R. 709–10. Dr. Esposito’s impression was mild neurocognitive disorder, bipolar 1 disorder, generalized anxiety disorder, substance abuse disorder (in full remission), and extremely low intellectual delay. R. 707, 711. Plaintiff’s prognosis was characterized as guarded. R. 711. Also on December 11, 2021, Dr. Esposito completed a one-page, check-the-box, and fill- 13 in-the-blank form entitled, “Psychological Test Validity Report” and stated, “Claimant was cooperative but became fatigued and got a migraine. Difficulty sustaining attention.” R. 712. V. DISCUSSION The ALJ determined that, during the period from Plaintiff’s alleged disability onset date
of October 1, 2018, until the established disability onset date of December 11, 2021, Plaintiff had the RFC to perform a limited range of light work: [P]rior to December 11, 2021, the claimant had the residual functional capacity to perform light work except he could occasionally climb ramps and stairs and never climb ladders, ropes and scaffolds. He could occasionally balance, stoop, kneel, crouch and crawl. He must avoid concentrated exposure to fume, odors, dust and gases. He was able to understand, remember and carry out simple instructions. He was restricted to work involving few work place changes, occasional decision making. He could have occasional interaction with supervisors, coworkers and the public (20 CFR 404.1567 and 416.967).

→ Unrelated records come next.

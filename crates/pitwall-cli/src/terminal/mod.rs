//! Terminal side of the pit wall: styled stdout, stdin lines, boot sequence.

pub mod boot;
pub mod input;
pub mod render;

use std::io::{self, IsTerminal, Stdout, Write};

use crossterm::{cursor, queue, terminal};
use pitwall_core::screen::{Line, Panel, Screen, Table};

/// Whether stdout should carry colors and cursor control.
pub fn styling_enabled() -> bool {
    io::stdout().is_terminal() && std::env::var_os("NO_COLOR").is_none_or(|v| v.is_empty())
}

/// [`Screen`] over stdout.
///
/// Write errors are logged and dropped; a closed stdout must not take the
/// session down with it.
pub struct TerminalScreen {
    out: Stdout,
    styled: bool,
}

impl TerminalScreen {
    pub fn new(styled: bool) -> Self {
        Self {
            out: io::stdout(),
            styled,
        }
    }

    pub fn styled(&self) -> bool {
        self.styled
    }

    fn write(&mut self, text: &str, flush: bool) {
        let result = self.out.write_all(text.as_bytes()).and_then(|()| {
            if flush {
                self.out.flush()
            } else {
                Ok(())
            }
        });
        if let Err(e) = result {
            tracing::warn!("stdout write failed: {e}");
        }
    }
}

impl Screen for TerminalScreen {
    fn line(&mut self, line: Line) {
        let mut text = render::line(&line, self.styled);
        text.push('\n');
        self.write(&text, false);
    }

    fn table(&mut self, table: Table) {
        let mut text = render::table(&table, self.styled);
        text.push('\n');
        self.write(&text, false);
    }

    fn panel(&mut self, panel: Panel) {
        let mut text = render::panel(&panel, self.styled);
        text.push('\n');
        self.write(&text, false);
    }

    fn clear(&mut self) {
        if !self.styled {
            return;
        }
        let result = queue!(
            self.out,
            terminal::Clear(terminal::ClearType::All),
            terminal::Clear(terminal::ClearType::Purge),
            cursor::MoveTo(0, 0)
        )
        .and_then(|()| self.out.flush());
        if let Err(e) = result {
            tracing::warn!("clear screen failed: {e}");
        }
    }

    fn prompt(&mut self, prompt: Line) {
        let text = render::line(&prompt, self.styled);
        self.write(&text, true);
    }
}
// SPDX-License-Identifier: MIT
// Copyright 2026 Roland Dreier <roland@rolandd.dev>

//! Read-only projections of ServiceNow records.

use serde::{Deserialize, Deserializer, Serialize};

/// ServiceNow table API envelope: every response is wrapped in `result`.
#[derive(Debug, Deserialize)]
pub struct TableResponse<T> {
    pub result: T,
}

/// Search result row.
#[derive(Debug, Clone, PartialEq, Eq, Serialize, Deserialize)]
pub struct ServiceNowPartialRecord {
    pub sys_id: String,
    #[serde(default)]
    pub number: String,
    #[serde(default)]
    pub short_description: String,
}

/// Full record, fetched with `sysparm_display_value=true`.
#[derive(Debug, Clone, PartialEq, Eq, Serialize, Deserialize)]
pub struct ServiceNowRecord {
    pub sys_id: String,
    #[serde(default)]
    pub number: String,
    #[serde(default)]
    pub short_description: String,
    #[serde(default, deserialize_with = "display_value")]
    pub state: String,
    #[serde(default, deserialize_with = "display_value")]
    pub priority: String,
    #[serde(default, deserialize_with = "display_value")]
    pub assigned_to: String,
    #[serde(default, deserialize_with = "display_value")]
    pub assignment_group: String,
}

/// Reference fields come back as `{"display_value": .., "link": ..}` when set
/// and as a bare (usually empty) string otherwise.
fn display_value<'de, D>(deserializer: D) -> Result<String, D::Error>
where
    D: Deserializer<'de>,
{
    #[derive(Deserialize)]
    #[serde(untagged)]
    enum Field {
        Plain(String),
        Reference {
            #[serde(default)]
            display_value: String,
        },
        Null(()),
    }

    Ok(match Field::deserialize(deserializer)? {
        Field::Plain(value) => value,
        Field::Reference { display_value } => display_value,
        Field::Null(()) => String::new(),
    })
}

R. 38 (“RFC prior to December 11, 2021” or “RFC prior to the established disability onset date”). In crafting this RFC, the ALJ considered, inter alia, Dr. Friedman’s November 2019 findings, and explained that, “overall, while the claimant does have some limitations, the physical and mental findings are largely unremarkable prior to December 2021.” R. 42. The ALJ went on to find that, beginning on the established disability onset date of December 11, 2021, Plaintiff has the residual functional capacity to perform a full range of light work except he can occasionally climb ramps and stairs but never climb ladders, ropes and scaffolds. He can occasionally balance, stoop, kneel, crouch and crawl. he must avoid concentrated exposure to fume, odors, dust and gases. He is able to understand, remember and carry out simple instructions. He is restricted to work involving few work place changes, occasional decision making. He can have occasional interaction with supervisors, coworkers and the public. He would be off task for 15 percent of the work day above normal breaks.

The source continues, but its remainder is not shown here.